Faces of Heart: How the AHA’s New Campaign is Changing the Face of Heart Disease
Stephanie Austin was the healthiest she had ever been in her life—or so she thought—when she went into cardiac arrest in the middle of the night in 2008. Her husband woke up in bed next to her to find her blue in the face. Luckily, as a surgeon, he snapped into action and performed CPR until an ambulance arrived. She credits him with saving her life. Four months earlier, she was diagnosed with cardiomyopathy—a disease of the heart muscle that can be hereditary.
Everything about that night—as well as the year before and the year after—is a blur to Austin. Everything she knows about that time period is based on stories from other people. This is just one side effect of her heart attack that continues to impact her—and make it difficult for her to hold a traditional full-time job.

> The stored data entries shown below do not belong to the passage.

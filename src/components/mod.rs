//! UI Components
//!
//! Reusable Leptos components for the dashboard.

pub mod add_list_dialog;
pub mod edit_message_dialog;
pub mod header;
pub mod list_selector;
pub mod loading;
pub mod logo;
pub mod place_card;
pub mod places_grid;
pub mod search_bar;
pub mod stats_card;
pub mod status_filter;
pub mod theme_toggle;
pub mod toast;

pub use add_list_dialog::AddListDialog;
pub use edit_message_dialog::EditMessageDialog;
pub use header::Header;
pub use list_selector::ListSelector;
pub use loading::{InlineLoading, Loading, LoadingOverlay, PlaceCardSkeleton, SkeletonGrid};
pub use logo::Logo;
pub use place_card::PlaceCard;
pub use places_grid::PlacesGrid;
pub use search_bar::SearchBar;
pub use stats_card::StatsCard;
pub use status_filter::StatusFilterBar;
pub use theme_toggle::ThemeToggle;
pub use toast::Toast;
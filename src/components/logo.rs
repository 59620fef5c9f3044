//! Logo Component

use leptos::*;

/// Inline chat-bubble logo mark
#[component]
pub fn Logo(
    #[prop(default = 32)]
    size: u32,
) -> impl IntoView {
    view! {
        <svg
            width=size
            height=size
            viewBox="0 0 32 32"
            fill="none"
            aria-hidden="true"
        >
            <circle cx="16" cy="16" r="16" class="fill-emerald-500" />
            <path
                d="M16 7c-5 0-9 3.8-9 8.5 0 1.7.5 3.2 1.4 4.5L7 25l5.2-1.3c1.2.5 2.5.8 3.8.8 5 0 9-3.8 9-8.5S21 7 16 7z"
                class="fill-white"
            />
            <path
                d="M13 13.5c.4-.9 1-.9 1.4 0l.5 1.1c.2.4.1.9-.2 1.2l-.5.5c.6 1.2 1.6 2.2 2.8 2.8l.5-.5c.3-.3.8-.4 1.2-.2l1.1.5c.9.4.9 1 0 1.4-1 .5-2.2.6-3.2.2-2-.7-3.6-2.3-4.3-4.3-.4-1-.3-2.2.2-3.2z"
                class="fill-emerald-500"
            />
        </svg>
    }
}
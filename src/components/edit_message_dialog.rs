//! Edit Message Dialog
//!
//! Edits the active list's message template and saves it to the server.
//! A successful save reloads the feed so server-rendered messages pick
//! up the new template.

use leptos::*;

use crate::api;
use crate::api::types::List;
use crate::components::loading::LoadingOverlay;
use crate::state::global::GlobalState;

#[component]
pub fn EditMessageDialog(
    list: List,
    on_saved: impl Fn() + 'static + Clone,
    on_close: impl Fn() + 'static + Clone,
) -> impl IntoView {
    let state = use_context::<GlobalState>().expect("GlobalState not found");

    let (template, set_template) = create_signal(list.message_template.clone());
    let (saving, set_saving) = create_signal(false);

    let list_id = list.id;
    let list_name = list.name;

    let on_close_for_submit = on_close.clone();
    let on_close_for_x = on_close.clone();
    let on_close_for_cancel = on_close;

    let on_submit = move |ev: web_sys::SubmitEvent| {
        ev.prevent_default();

        let value = template.get();
        if value.trim().is_empty() {
            state.show_error("Message template cannot be empty");
            return;
        }

        set_saving.set(true);

        let state_clone = state.clone();
        let on_saved_inner = on_saved.clone();
        let on_close_inner = on_close_for_submit.clone();
        spawn_local(async move {
            match api::update_message_template(list_id, &value).await {
                Ok(updated) => {
                    state_clone.upsert_list(updated);
                    state_clone.show_success("Message template updated");
                    on_saved_inner();
                    on_close_inner();
                }
                Err(e) => {
                    state_clone.show_error(&e.to_string());
                    set_saving.set(false);
                }
            }
        });
    };

    view! {
        <div class="fixed inset-0 bg-black/50 flex items-center justify-center z-50">
            <div class="bg-white dark:bg-gray-800 rounded-xl p-6 w-full max-w-md mx-4">
                <div class="flex items-center justify-between mb-6">
                    <h2 class="text-xl font-semibold">"Edit Message"</h2>
                    <button
                        on:click=move |_| on_close_for_x()
                        class="text-gray-400 hover:text-gray-900 dark:hover:text-white"
                        aria-label="Close"
                    >
                        "✕"
                    </button>
                </div>

                <LoadingOverlay loading=saving>
                <form on:submit=on_submit class="space-y-4">
                    <p class="text-sm text-gray-500 dark:text-gray-400">
                        "Template for " <span class="font-medium">{list_name}</span>
                    </p>

                    <textarea
                        rows=5
                        prop:value=move || template.get()
                        on:input=move |ev| set_template.set(event_target_value(&ev))
                        class="w-full bg-gray-50 dark:bg-gray-700 rounded-lg px-4 py-3
                               border border-gray-200 dark:border-gray-600 focus:border-emerald-500 focus:outline-none"
                    />
                    <p class="text-xs text-gray-400">
                        "Placeholders: {name}, {phone_number}, {facebook_url}"
                    </p>

                    <div class="flex gap-3 pt-2">
                        <button
                            type="button"
                            on:click=move |_| on_close_for_cancel()
                            class="flex-1 px-4 py-3 bg-gray-100 hover:bg-gray-200 dark:bg-gray-700 dark:hover:bg-gray-600
                                   rounded-lg font-medium transition-colors"
                        >
                            "Cancel"
                        </button>
                        <button
                            type="submit"
                            disabled=move || saving.get()
                            class="flex-1 px-4 py-3 bg-emerald-600 hover:bg-emerald-700 disabled:bg-gray-400
                                   text-white rounded-lg font-medium transition-colors"
                        >
                            {move || if saving.get() { "Saving..." } else { "Save" }}
                        </button>
                    </div>
                </form>
                </LoadingOverlay>
            </div>
        </div>
    }
}
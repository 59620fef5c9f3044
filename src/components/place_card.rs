//! Place Card Component
//!
//! One contact with its status and actions: copy the phone, open the
//! Facebook page, send the WhatsApp message, record connectivity.

use leptos::*;
use wasm_bindgen_futures::JsFuture;

use crate::api::types::{Place, PlaceStatus};
use crate::whatsapp;

fn status_pill_class(status: PlaceStatus) -> &'static str {
    match status {
        PlaceStatus::Connected => {
            "bg-emerald-100 text-emerald-700 dark:bg-emerald-900/40 dark:text-emerald-400"
        }
        PlaceStatus::NotConnected => {
            "bg-amber-100 text-amber-700 dark:bg-amber-900/40 dark:text-amber-400"
        }
        PlaceStatus::Unsupported => "bg-gray-100 text-gray-500 dark:bg-gray-700 dark:text-gray-400",
    }
}

#[component]
pub fn PlaceCard(
    place: Place,
    #[prop(into)]
    template: Signal<String>,
    on_status: impl Fn(PlaceStatus) + 'static + Clone,
) -> impl IntoView {
    let (copied, set_copied) = create_signal(false);

    let status = place.status;

    let phone_for_copy = place.phone.clone();
    let copy_phone = move |_| {
        let phone = phone_for_copy.clone();
        spawn_local(async move {
            if let Some(window) = web_sys::window() {
                let promise = window.navigator().clipboard().write_text(&phone);
                if JsFuture::from(promise).await.is_ok() {
                    set_copied.set(true);
                    gloo_timers::callback::Timeout::new(2000, move || {
                        set_copied.set(false);
                    })
                    .forget();
                }
            }
        });
    };

    let place_for_send = place.clone();
    let send_message = move |_| {
        let message = whatsapp::message_for(&place_for_send, &template.get_untracked());
        let url = whatsapp::wa_me_url(&place_for_send.phone, &message);

        if let Some(window) = web_sys::window() {
            let _ = window.open_with_url_and_target(&url, "_blank");
        }
    };

    let on_status_for_connected = on_status.clone();
    let on_status_for_unsupported = on_status;

    view! {
        <article class="bg-white dark:bg-gray-800 rounded-xl p-4 border border-gray-200 dark:border-gray-700
                        hover:border-emerald-300 dark:hover:border-gray-600 transition-colors">
            // Name and status pill
            <div class="flex items-start justify-between gap-2">
                <h3 class="font-semibold truncate">{place.name.clone()}</h3>
                <span class=format!(
                    "text-xs px-2 py-0.5 rounded-full whitespace-nowrap {}",
                    status_pill_class(status)
                )>
                    {status.label()}
                </span>
            </div>

            // Phone with copy action
            <div class="flex items-center gap-2 mt-1 text-sm text-gray-500 dark:text-gray-400">
                <span dir="ltr">{place.phone.clone()}</span>
                <button
                    on:click=copy_phone
                    class="hover:text-emerald-600 transition-colors"
                    title="Copy phone number"
                    aria-label="Copy phone number"
                >
                    {move || if copied.get() { "✓ Copied" } else { "📋" }}
                </button>
            </div>

            // Actions
            <div class="flex items-center gap-2 mt-4">
                <button
                    on:click=send_message
                    disabled=status == PlaceStatus::Unsupported
                    class="flex-1 px-3 py-2 bg-emerald-600 hover:bg-emerald-700 disabled:bg-gray-300
                           dark:disabled:bg-gray-700 text-white rounded-lg text-sm font-medium transition-colors"
                >
                    "Send WhatsApp"
                </button>

                {place.facebook_url.clone().filter(|url| !url.is_empty()).map(|url| view! {
                    <a
                        href=url
                        target="_blank"
                        rel="noopener noreferrer"
                        class="px-3 py-2 bg-gray-100 hover:bg-gray-200 dark:bg-gray-700 dark:hover:bg-gray-600
                               rounded-lg text-sm transition-colors"
                        title="Open Facebook page"
                        aria-label="Open Facebook page"
                    >
                        "f"
                    </a>
                })}
            </div>

            // Connectivity actions, only shown before the number is checked
            {(status == PlaceStatus::NotConnected).then(|| view! {
                <div class="flex items-center gap-2 mt-2">
                    <button
                        on:click=move |_| on_status_for_connected(PlaceStatus::Connected)
                        class="flex-1 px-3 py-1.5 text-sm rounded-lg border border-emerald-300 text-emerald-700
                               hover:bg-emerald-50 dark:border-emerald-800 dark:text-emerald-400
                               dark:hover:bg-emerald-900/30 transition-colors"
                    >
                        "✓ Connected"
                    </button>
                    <button
                        on:click=move |_| on_status_for_unsupported(PlaceStatus::Unsupported)
                        class="flex-1 px-3 py-1.5 text-sm rounded-lg border border-gray-300 text-gray-600
                               hover:bg-gray-50 dark:border-gray-600 dark:text-gray-400
                               dark:hover:bg-gray-700 transition-colors"
                    >
                        "✕ Unsupported"
                    </button>
                </div>
            })}
        </article>
    }
}
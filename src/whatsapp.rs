//! WhatsApp Deep Links
//!
//! Renders per-place messages from a list template and builds the
//! `wa.me` links that open a prefilled conversation in a new tab.

use crate::api::types::Place;

/// Substitute template placeholders with a place's details
///
/// Supported placeholders: `{name}`, `{phone_number}` and
/// `{facebook_url}`. Anything else passes through untouched.
pub fn render_template(template: &str, place: &Place) -> String {
    template
        .replace("{name}", &place.name)
        .replace("{phone_number}", &place.phone)
        .replace("{facebook_url}", place.facebook_url.as_deref().unwrap_or(""))
}

/// Message to open a chat with, preferring the server-rendered one
pub fn message_for(place: &Place, template: &str) -> String {
    match &place.formatted_message {
        Some(message) if !message.is_empty() => message.clone(),
        _ => render_template(template, place),
    }
}

/// Build a `wa.me` link that opens a chat with the message prefilled
///
/// The phone is reduced to digits; `wa.me` rejects `+` and separators.
pub fn wa_me_url(phone: &str, message: &str) -> String {
    let digits: String = phone.chars().filter(|c| c.is_ascii_digit()).collect();
    format!("https://wa.me/{}?text={}", digits, urlencoding::encode(message))
}

#[cfg(test)]
mod tests {
    use super::*;
    use crate::api::types::PlaceStatus;

    fn place() -> Place {
        Place {
            id: 7,
            name: "Cafe Nile".to_string(),
            phone: "+20101234567".to_string(),
            facebook_url: Some("https://fb.com/cafenile".to_string()),
            status: PlaceStatus::NotConnected,
            formatted_message: None,
        }
    }

    #[test]
    fn test_render_template_substitutes_all_placeholders() {
        let rendered = render_template(
            "Hi {name}, we found {phone_number} via {facebook_url}. Welcome {name}!",
            &place(),
        );

        assert_eq!(
            rendered,
            "Hi Cafe Nile, we found +20101234567 via https://fb.com/cafenile. Welcome Cafe Nile!"
        );
    }

    #[test]
    fn test_render_template_leaves_unknown_placeholders() {
        assert_eq!(
            render_template("Hi {name}, code {promo_code}", &place()),
            "Hi Cafe Nile, code {promo_code}"
        );
    }

    #[test]
    fn test_render_template_handles_missing_facebook_url() {
        let mut p = place();
        p.facebook_url = None;

        assert_eq!(render_template("link: {facebook_url}", &p), "link: ");
    }

    #[test]
    fn test_message_for_prefers_server_rendered() {
        let mut p = place();
        p.formatted_message = Some("already rendered".to_string());

        assert_eq!(message_for(&p, "Hi {name}"), "already rendered");
    }

    #[test]
    fn test_message_for_falls_back_to_template() {
        let mut p = place();
        p.formatted_message = Some(String::new());

        assert_eq!(message_for(&p, "Hi {name}"), "Hi Cafe Nile");
    }

    #[test]
    fn test_wa_me_url_strips_phone_to_digits() {
        let url = wa_me_url("+20101234567", "hi");

        assert_eq!(url, "https://wa.me/20101234567?text=hi");
    }

    #[test]
    fn test_wa_me_url_encodes_message() {
        let url = wa_me_url("+20101234567", "Hello Cafe Nile & Co\nsecond line");

        assert_eq!(
            url,
            "https://wa.me/20101234567?text=Hello%20Cafe%20Nile%20%26%20Co%0Asecond%20line"
        );
    }
}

“I have a hard time learning new tasks because I have to do something over and over and over again to remember how to do it—and that over and over and over needs to be done in quick succession,” she says.
Austin considers herself a full-time volunteer for the American Heart Association, where she’s been involved for about 10 years. Initially, she dipped her toes in at a scientific meeting because she had been a biology major in college and wanted to learn more about the science behind heart health. Since then, she’s served two terms on the board of directors, held multiple volunteer positions and attended regional and national events like Heart Walks, Heart Balls and Go Red For Women luncheons. Working with the AHA is a perfect fit, she explains, where she can feel valued and fulfilled.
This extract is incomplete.